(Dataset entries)
===============

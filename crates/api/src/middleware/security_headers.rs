//! Security headers for JSON responses.
//!
//! The API never serves HTML, so the policy denies every fetch directive and
//! forbids framing and caching outright.

use axum::{
    extract::Request,
    http::{
        HeaderName, HeaderValue,
        header::{
            CACHE_CONTROL, CONTENT_SECURITY_POLICY, REFERRER_POLICY, STRICT_TRANSPORT_SECURITY,
            X_CONTENT_TYPE_OPTIONS, X_FRAME_OPTIONS,
        },
    },
    middleware::Next,
    response::Response,
};

/// Add security headers to all responses.
///
/// Headers applied:
/// - `Content-Security-Policy: default-src 'none'; frame-ancestors 'none'`
/// - `X-Frame-Options: DENY`
/// - `X-Content-Type-Options: nosniff`
/// - `Referrer-Policy: no-referrer`
/// - `Strict-Transport-Security: max-age=31536000; includeSubDomains`
/// - `Cache-Control: no-store` unless the handler set its own
/// - `Cross-Origin-Resource-Policy: same-origin`
pub async fn security_headers_middleware(request: Request, next: Next) -> Response {
    let mut response = next.run(request).await;
    let headers = response.headers_mut();

    headers.insert(
        CONTENT_SECURITY_POLICY,
        HeaderValue::from_static("default-src 'none'; frame-ancestors 'none'"),
    );
    headers.insert(X_FRAME_OPTIONS, HeaderValue::from_static("DENY"));
    headers.insert(X_CONTENT_TYPE_OPTIONS, HeaderValue::from_static("nosniff"));
    headers.insert(REFERRER_POLICY, HeaderValue::from_static("no-referrer"));
    headers.insert(
        STRICT_TRANSPORT_SECURITY,
        HeaderValue::from_static("max-age=31536000; includeSubDomains"),
    );
    if !headers.contains_key(CACHE_CONTROL) {
        headers.insert(CACHE_CONTROL, HeaderValue::from_static("no-store"));
    }
    headers.insert(
        HeaderName::from_static("cross-origin-resource-policy"),
        HeaderValue::from_static("same-origin"),
    );

    response
}

#[cfg(test)]
#[allow(clippy::unwrap_used)]
mod tests {
    use axum::{Router, body::Body, http::Request, middleware, routing::get};
    use tower::ServiceExt;

    use super::*;

    #[tokio::test]
    async fn test_headers_applied() {
        let app = Router::new()
            .route("/", get(|| async { "ok" }))
            .layer(middleware::from_fn(security_headers_middleware));
        let response = app
            .oneshot(Request::builder().uri("/").body(Body::empty()).unwrap())
            .await
            .unwrap();

        let headers = response.headers();
        assert_eq!(headers[X_FRAME_OPTIONS], "DENY");
        assert_eq!(headers[X_CONTENT_TYPE_OPTIONS], "nosniff");
        assert_eq!(headers[CACHE_CONTROL], "no-store");
        assert!(
            headers[CONTENT_SECURITY_POLICY]
                .to_str()
                .unwrap()
                .starts_with("default-src 'none'")
        );
    }
}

===============

■ Your goal: The reply is a bare number: how many lines above include "axum".

■ Exercise solution: 2